_WORK INSTRUCTION_. Each record below should be written out again exactly as given.

_DATA IN THIS EXERCISE_.
**********

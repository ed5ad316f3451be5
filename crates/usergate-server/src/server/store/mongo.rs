use super::{StoreError, StoreResult, UserPatch, UserRecord, UserStore};
use core::time::Duration;
use futures::TryStreamExt;
use mongodb::{
    Client, Collection,
    bson::{self, DateTime, Document, doc},
    options::{ClientOptions, ReturnDocument},
};
use serde::{Deserialize, Serialize};
use std::sync::atomic::{AtomicBool, Ordering};
use std::time::SystemTime;
use tokio::time::timeout;
use usergate_core::types::COLLECTION;

/// Bound for the health-check ping issued after startup.
const PING_TIMEOUT: Duration = Duration::from_secs(5);

/// User document as stored in MongoDB. `_id` holds the ULID string.
#[derive(Debug, Clone, Serialize, Deserialize)]
struct UserDocument {
    #[serde(rename = "_id")]
    id: String,
    name: String,
    email: String,
    phone: String,
    created_at: DateTime,
    updated_at: DateTime,
}

impl From<UserRecord> for UserDocument {
    fn from(user: UserRecord) -> Self {
        Self {
            id: user.id,
            name: user.name,
            email: user.email,
            phone: user.phone,
            created_at: DateTime::from_system_time(user.created_at),
            updated_at: DateTime::from_system_time(user.updated_at),
        }
    }
}

impl From<UserDocument> for UserRecord {
    fn from(doc: UserDocument) -> Self {
        Self {
            id: doc.id,
            name: doc.name,
            email: doc.email,
            phone: doc.phone,
            created_at: doc.created_at.to_system_time(),
            updated_at: doc.updated_at.to_system_time(),
        }
    }
}

/// Builds the `$set` document for a partial update.
fn update_document(patch: UserPatch, now: SystemTime) -> Document {
    let mut set = doc! {
        "updated_at": DateTime::from_system_time(patch.updated_at.unwrap_or(now)),
    };
    if let Some(name) = patch.name {
        set.insert("name", name);
    }
    if let Some(email) = patch.email {
        set.insert("email", email);
    }
    if let Some(phone) = patch.phone {
        set.insert("phone", phone);
    }
    doc! { "$set": set }
}

fn backend(err: mongodb::error::Error) -> StoreError {
    StoreError::Backend(err.to_string())
}

/// MongoDB-backed datastore.
///
/// The driver keeps a connection pool internally, so one `MongoStore` is
/// shared by every request on both servers.
pub struct MongoStore {
    client: Client,
    users: Collection<UserDocument>,
    database: String,
    closed: AtomicBool,
}

impl MongoStore {
    /// Connects and pings `database`, all within `connect_timeout`.
    ///
    /// # Errors
    ///
    /// [`StoreError::Connect`] if the URI is invalid or the server rejects the
    /// ping, [`StoreError::Timeout`] if the bound is exceeded.
    pub async fn connect(uri: &str, database: &str, connect_timeout: Duration) -> StoreResult<Self> {
        let connect = async {
            let mut options = ClientOptions::parse(uri)
                .await
                .map_err(|e| StoreError::Connect(e.to_string()))?;
            options.connect_timeout = Some(connect_timeout);
            options.server_selection_timeout = Some(connect_timeout);
            options.app_name.get_or_insert_with(|| "usergate".to_string());

            let client =
                Client::with_options(options).map_err(|e| StoreError::Connect(e.to_string()))?;
            client
                .database(database)
                .run_command(doc! { "ping": 1 })
                .await
                .map_err(|e| StoreError::Connect(e.to_string()))?;
            Ok::<_, StoreError>(client)
        };

        let client = timeout(connect_timeout, connect)
            .await
            .map_err(|_| StoreError::Timeout(connect_timeout))??;

        let users = client.database(database).collection::<UserDocument>(COLLECTION);
        Ok(Self {
            client,
            users,
            database: database.to_string(),
            closed: AtomicBool::new(false),
        })
    }

    fn ensure_open(&self) -> StoreResult<()> {
        if self.closed.load(Ordering::Acquire) {
            Err(StoreError::Closed)
        } else {
            Ok(())
        }
    }
}

#[tonic::async_trait]
impl UserStore for MongoStore {
    fn kind(&self) -> &'static str {
        "mongodb"
    }

    async fn insert(&self, user: UserRecord) -> StoreResult<UserRecord> {
        self.ensure_open()?;
        let document = UserDocument::from(user.clone());
        self.users.insert_one(&document).await.map_err(backend)?;
        Ok(user)
    }

    async fn get(&self, id: &str) -> StoreResult<Option<UserRecord>> {
        self.ensure_open()?;
        let found = self
            .users
            .find_one(doc! { "_id": id })
            .await
            .map_err(backend)?;
        Ok(found.map(UserRecord::from))
    }

    async fn list(&self, skip: u64, limit: u64) -> StoreResult<(Vec<UserRecord>, u64)> {
        self.ensure_open()?;
        let total = self
            .users
            .count_documents(doc! {})
            .await
            .map_err(backend)?;

        let cursor = self
            .users
            .find(doc! {})
            .sort(doc! { "created_at": -1, "_id": -1 })
            .skip(skip)
            .limit(i64::try_from(limit).unwrap_or(i64::MAX))
            .await
            .map_err(backend)?;
        let documents: Vec<UserDocument> = cursor.try_collect().await.map_err(backend)?;

        Ok((documents.into_iter().map(UserRecord::from).collect(), total))
    }

    async fn update(&self, id: &str, patch: UserPatch) -> StoreResult<Option<UserRecord>> {
        self.ensure_open()?;
        let updated = self
            .users
            .find_one_and_update(doc! { "_id": id }, update_document(patch, SystemTime::now()))
            .return_document(ReturnDocument::After)
            .await
            .map_err(backend)?;
        Ok(updated.map(UserRecord::from))
    }

    async fn delete(&self, id: &str) -> StoreResult<bool> {
        self.ensure_open()?;
        let result = self
            .users
            .delete_one(doc! { "_id": id })
            .await
            .map_err(backend)?;
        Ok(result.deleted_count > 0)
    }

    async fn ping(&self) -> StoreResult<()> {
        self.ensure_open()?;
        timeout(
            PING_TIMEOUT,
            self.client
                .database(&self.database)
                .run_command(doc! { "ping": 1 }),
        )
        .await
        .map_err(|_| StoreError::Timeout(PING_TIMEOUT))?
        .map_err(backend)?;
        Ok(())
    }

    async fn close(&self) -> StoreResult<()> {
        if self.closed.swap(true, Ordering::AcqRel) {
            return Ok(());
        }
        self.client.clone().shutdown().await;
        tracing::info!("Closed MongoDB connection");
        Ok(())
    }
}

**********

_YOUR SOLUTION_.
repository ed5ad316f3451be5
filename crates/usergate-server/src/server/store/mongo.rs
use super::{StoreError, StoreResult, UserPatch, UserRecord, UserStore};
use core::time::Duration;
use futures::TryStreamExt;
use mongodb::{
    Client, Collection,
    bson::{self, DateTime, Document, doc},
    options::{ClientOptions, ReturnDocument},
};
use serde::{Deserialize, Serialize};
use std::sync::atomic::{AtomicBool, Ordering};
use std::time::SystemTime;
use tokio::time::timeout;
use usergate_core::types::COLLECTION;

/// Bound for the health-check ping issued after startup.
const PING_TIMEOUT: Duration = Duration::from_secs(5);

/// User document as stored in MongoDB. `_id` holds the ULID string.
#[derive(Debug, Clone, Serialize, Deserialize)]
struct UserDocument {
    #[serde(rename = "_id")]
    id: String,
    name: String,
    email: String,
    phone: String,
    created_at: DateTime,
    updated_at: DateTime,
}

impl From<UserRecord> for UserDocument {
    fn from(user: UserRecord) -> Self {
        Self {
            id: user.id,
            name: user.name,
            email: user.email,
            phone: user.phone,
            created_at: DateTime::from_system_time(user.created_at),
            updated_at: DateTime::from_system_time(user.updated_at),
        }
    }
}

impl From<UserDocument> for UserRecord {
    fn from(doc: UserDocument) -> Self {
        Self {
            id: doc.id,
            name: doc.name,
            email: doc.email,
            phone: doc.phone,
            created_at: doc.created_at.to_system_time(),
            updated_at: doc.updated_at.to_system_time(),
        }
    }
}

/// Builds the `$set` document for a partial update.
fn update_document(patch: UserPatch, now: SystemTime) -> Document {
    let mut set = doc! {
        "updated_at": DateTime::from_system_time(patch.updated_at.unwrap_or(now)),
    };
    if let Some(name) = patch.name {
        set.insert("name", name);
    }
    if let Some(email) = patch.email {
        set.insert("email", email);
    }
    if let Some(phone) = patch.phone {
        set.insert("phone", phone);
    }
    doc! { "$set": set }
}

fn backend(err: mongodb::error::Error) -> StoreError {
    StoreError::Backend(err.to_string())
}

/// MongoDB-backed datastore.
///
/// The driver keeps a connection pool internally, so one `MongoStore` is
/// shared by every request on both servers.
pub struct MongoStore {
    client: Client,
    users: Collection<UserDocument>,
    database: String,
    closed: AtomicBool,
}

impl MongoStore {
    /// Connects and pings `database`, all within `connect_timeout`.
    ///
    /// # Errors
    ///
    /// [`StoreError::Connect`] if the URI is invalid or the server rejects the
    /// ping, [`StoreError::Timeout`] if the bound is exceeded.
    pub async fn connect(uri: &str, database: &str, connect_timeout: Duration) -> StoreResult<Self> {
        let connect = async {
            let mut options = ClientOptions::parse(uri)
                .await
                .map_err(|e| StoreError::Connect(e.to_string()))?;
            options.connect_timeout = Some(connect_timeout);
            options.server_selection_timeout = Some(connect_timeout);
            options.app_name.get_or_insert_with(|| "usergate".to_string());

            let client =
                Client::with_options(options).map_err(|e| StoreError::Connect(e.to_string()))?;
            client
                .database(database)
                .run_command(doc! { "ping": 1 })
                .await
                .map_err(|e| StoreError::Connect(e.to_string()))?;
            Ok::<_, StoreError>(client)
        };

        let client = timeout(connect_timeout, connect)
            .await
            .map_err(|_| StoreError::Timeout(connect_timeout))??;

        let users = client.database(database).collection::<UserDocument>(COLLECTION);
        Ok(Self {
            client,
            users,
            database: database.to_string(),
            closed: AtomicBool::new(false),
        })
    }

    fn ensure_open(&self) -> StoreResult<()> {
        if self.closed.load(Ordering::Acquire) {
            Err(StoreError::Closed)
        } else {
            Ok(())
        }
    }
}

#[tonic::async_trait]
impl UserStore for MongoStore {
    fn kind(&self) -> &'static str {
        "mongodb"
    }

    async fn insert(&self, user: UserRecord) -> StoreResult<UserRecord> {
        self.ensure_open()?;
        let document = UserDocument::from(user.clone());
        self.users.insert_one(&document).await.map_err(backend)?;
        Ok(user)
    }

    async fn get(&self, id: &str) -> StoreResult<Option<UserRecord>> {
        self.ensure_open()?;
        let found = self
            .users
            .find_one(doc! { "_id": id })
            .await
            .map_err(backend)?;
        Ok(found.map(UserRecord::from))
    }

    async fn list(&self, skip: u64, limit: u64) -> StoreResult<(Vec<UserRecord>, u64)> {
        self.ensure_open()?;
        let total = self
            .users
            .count_documents(doc! {})
            .await
            .map_err(backend)?;

        let cursor = self
            .users
            .find(doc! {})
            .sort(doc! { "created_at": -1, "_id": -1 })
            .skip(skip)
            .limit(i64::try_from(limit).unwrap_or(i64::MAX))
            .await
            .map_err(backend)?;
        let documents: Vec<UserDocument> = cursor.try_collect().await.map_err(backend)?;

        Ok((documents.into_iter().map(UserRecord::from).collect(), total))
    }

    async fn update(&self, id: &str, patch: UserPatch) -> StoreResult<Option<UserRecord>> {
        self.ensure_open()?;
        let updated = self
            .users
            .find_one_and_update(doc! { "_id": id }, update_document(patch, SystemTime::now()))
            .return_document(ReturnDocument::After)
            .await
            .map_err(backend)?;
        Ok(updated.map(UserRecord::from))
    }

    async fn delete(&self, id: &str) -> StoreResult<bool> {
        self.ensure_open()?;
        let result = self
            .users
            .delete_one(doc! { "_id": id })
            .await
            .map_err(backend)?;
        Ok(result.deleted_count > 0)
    }

    async fn ping(&self) -> StoreResult<()> {
        self.ensure_open()?;
        timeout(
            PING_TIMEOUT,
            self.client
                .database(&self.database)
                .run_command(doc! { "ping": 1 }),
        )
        .await
        .map_err(|_| StoreError::Timeout(PING_TIMEOUT))?
        .map_err(backend)?;
        Ok(())
    }

    async fn close(&self) -> StoreResult<()> {
        if self.closed.swap(true, Ordering::AcqRel) {
            return Ok(());
        }
        self.client.clone().shutdown().await;
        tracing::info!("Closed MongoDB connection");
        Ok(())
    }
}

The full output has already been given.